● **Problem**: Copies of all lines that contain "remove" are needed; take them from the data below.

● **Recorded data**:
--

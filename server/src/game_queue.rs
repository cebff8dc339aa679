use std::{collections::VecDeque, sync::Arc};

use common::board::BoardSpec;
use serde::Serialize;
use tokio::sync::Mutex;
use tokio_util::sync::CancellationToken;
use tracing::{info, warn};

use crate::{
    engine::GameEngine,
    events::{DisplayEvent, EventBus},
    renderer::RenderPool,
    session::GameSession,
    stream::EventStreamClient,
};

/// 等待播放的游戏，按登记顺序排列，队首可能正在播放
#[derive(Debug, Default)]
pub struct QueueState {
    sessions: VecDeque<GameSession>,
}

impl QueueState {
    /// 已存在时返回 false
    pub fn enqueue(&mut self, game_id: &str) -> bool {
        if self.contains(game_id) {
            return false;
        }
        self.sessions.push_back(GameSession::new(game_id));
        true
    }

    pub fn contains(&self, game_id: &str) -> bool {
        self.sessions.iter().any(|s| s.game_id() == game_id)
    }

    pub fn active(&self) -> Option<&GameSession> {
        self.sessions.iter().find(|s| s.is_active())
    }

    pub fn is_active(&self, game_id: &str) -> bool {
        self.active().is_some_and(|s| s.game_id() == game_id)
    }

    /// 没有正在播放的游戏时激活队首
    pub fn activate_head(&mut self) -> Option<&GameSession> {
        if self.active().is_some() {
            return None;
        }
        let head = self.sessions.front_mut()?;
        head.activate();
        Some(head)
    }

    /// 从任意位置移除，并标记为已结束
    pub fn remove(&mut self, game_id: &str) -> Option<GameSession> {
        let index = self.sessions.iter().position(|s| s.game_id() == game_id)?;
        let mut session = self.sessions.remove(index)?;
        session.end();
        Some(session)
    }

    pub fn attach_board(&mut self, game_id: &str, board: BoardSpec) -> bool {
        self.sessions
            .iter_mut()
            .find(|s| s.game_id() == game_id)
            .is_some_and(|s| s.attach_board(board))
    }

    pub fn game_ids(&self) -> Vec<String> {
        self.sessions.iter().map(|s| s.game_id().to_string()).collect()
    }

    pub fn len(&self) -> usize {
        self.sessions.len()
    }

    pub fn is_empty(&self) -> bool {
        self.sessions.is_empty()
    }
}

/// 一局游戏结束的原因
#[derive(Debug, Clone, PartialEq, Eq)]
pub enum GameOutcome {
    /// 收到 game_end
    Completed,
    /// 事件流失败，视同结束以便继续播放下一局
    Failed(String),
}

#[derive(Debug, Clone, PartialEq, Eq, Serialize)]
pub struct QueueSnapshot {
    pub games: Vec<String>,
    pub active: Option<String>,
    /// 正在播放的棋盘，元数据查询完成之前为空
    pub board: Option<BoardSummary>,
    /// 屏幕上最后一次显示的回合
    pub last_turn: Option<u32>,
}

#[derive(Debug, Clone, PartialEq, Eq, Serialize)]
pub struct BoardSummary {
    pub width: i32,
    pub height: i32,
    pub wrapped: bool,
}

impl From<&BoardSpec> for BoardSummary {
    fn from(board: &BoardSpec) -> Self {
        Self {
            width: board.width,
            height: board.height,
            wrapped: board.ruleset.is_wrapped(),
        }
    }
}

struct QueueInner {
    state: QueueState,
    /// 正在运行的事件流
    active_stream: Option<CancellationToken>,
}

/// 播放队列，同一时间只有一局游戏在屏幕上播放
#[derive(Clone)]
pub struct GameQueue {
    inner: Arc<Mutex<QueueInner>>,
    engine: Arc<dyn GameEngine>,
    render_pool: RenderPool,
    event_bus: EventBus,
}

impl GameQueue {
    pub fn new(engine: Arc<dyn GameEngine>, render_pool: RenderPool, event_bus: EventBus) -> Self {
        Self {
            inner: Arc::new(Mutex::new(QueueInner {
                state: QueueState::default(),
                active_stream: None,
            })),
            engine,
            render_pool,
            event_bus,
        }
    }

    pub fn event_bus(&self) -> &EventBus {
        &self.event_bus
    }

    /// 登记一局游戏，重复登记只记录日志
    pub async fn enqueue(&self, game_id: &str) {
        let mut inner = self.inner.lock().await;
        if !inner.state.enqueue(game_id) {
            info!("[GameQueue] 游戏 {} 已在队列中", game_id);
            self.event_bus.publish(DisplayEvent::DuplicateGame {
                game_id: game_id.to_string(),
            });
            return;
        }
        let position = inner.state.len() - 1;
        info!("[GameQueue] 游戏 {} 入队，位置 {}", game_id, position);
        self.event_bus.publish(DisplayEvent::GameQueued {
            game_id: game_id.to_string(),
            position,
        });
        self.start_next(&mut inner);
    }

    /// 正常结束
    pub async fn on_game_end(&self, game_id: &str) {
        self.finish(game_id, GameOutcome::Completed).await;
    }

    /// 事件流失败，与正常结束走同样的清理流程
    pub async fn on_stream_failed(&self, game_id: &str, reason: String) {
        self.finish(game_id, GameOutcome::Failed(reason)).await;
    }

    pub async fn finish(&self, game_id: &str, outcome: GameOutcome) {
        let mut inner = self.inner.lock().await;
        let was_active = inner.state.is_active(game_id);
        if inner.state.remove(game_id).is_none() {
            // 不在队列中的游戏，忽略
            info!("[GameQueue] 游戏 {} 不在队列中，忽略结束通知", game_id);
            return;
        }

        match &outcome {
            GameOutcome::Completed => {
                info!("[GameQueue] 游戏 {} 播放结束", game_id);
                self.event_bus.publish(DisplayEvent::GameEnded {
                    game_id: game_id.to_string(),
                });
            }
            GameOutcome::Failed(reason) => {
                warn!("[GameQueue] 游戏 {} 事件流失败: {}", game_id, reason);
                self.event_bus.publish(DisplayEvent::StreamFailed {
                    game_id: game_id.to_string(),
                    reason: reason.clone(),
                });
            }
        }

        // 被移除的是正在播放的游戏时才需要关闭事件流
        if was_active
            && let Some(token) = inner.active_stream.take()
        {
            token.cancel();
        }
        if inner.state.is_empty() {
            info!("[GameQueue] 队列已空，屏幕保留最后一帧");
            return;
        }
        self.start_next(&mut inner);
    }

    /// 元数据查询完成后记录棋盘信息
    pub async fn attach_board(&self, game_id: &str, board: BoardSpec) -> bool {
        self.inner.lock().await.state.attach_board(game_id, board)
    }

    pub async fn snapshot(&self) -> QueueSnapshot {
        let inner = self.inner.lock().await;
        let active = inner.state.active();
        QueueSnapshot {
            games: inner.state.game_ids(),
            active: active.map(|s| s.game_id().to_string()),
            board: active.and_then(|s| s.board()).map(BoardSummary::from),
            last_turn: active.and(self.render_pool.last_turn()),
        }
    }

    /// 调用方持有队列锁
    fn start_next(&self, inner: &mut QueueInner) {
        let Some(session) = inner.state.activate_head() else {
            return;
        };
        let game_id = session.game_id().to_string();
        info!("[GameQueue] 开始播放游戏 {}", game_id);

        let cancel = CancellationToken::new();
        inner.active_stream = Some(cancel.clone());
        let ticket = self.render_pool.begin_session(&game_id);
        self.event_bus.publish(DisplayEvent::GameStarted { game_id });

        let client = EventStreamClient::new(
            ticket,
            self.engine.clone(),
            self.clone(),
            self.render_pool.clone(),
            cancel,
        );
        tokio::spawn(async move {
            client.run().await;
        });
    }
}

--

● **Exercise output**:
    pub fn remove(&mut self, game_id: &str) -> Option<GameSession> {
        let mut session = self.sessions.remove(index)?;
        if inner.state.remove(game_id).is_none() {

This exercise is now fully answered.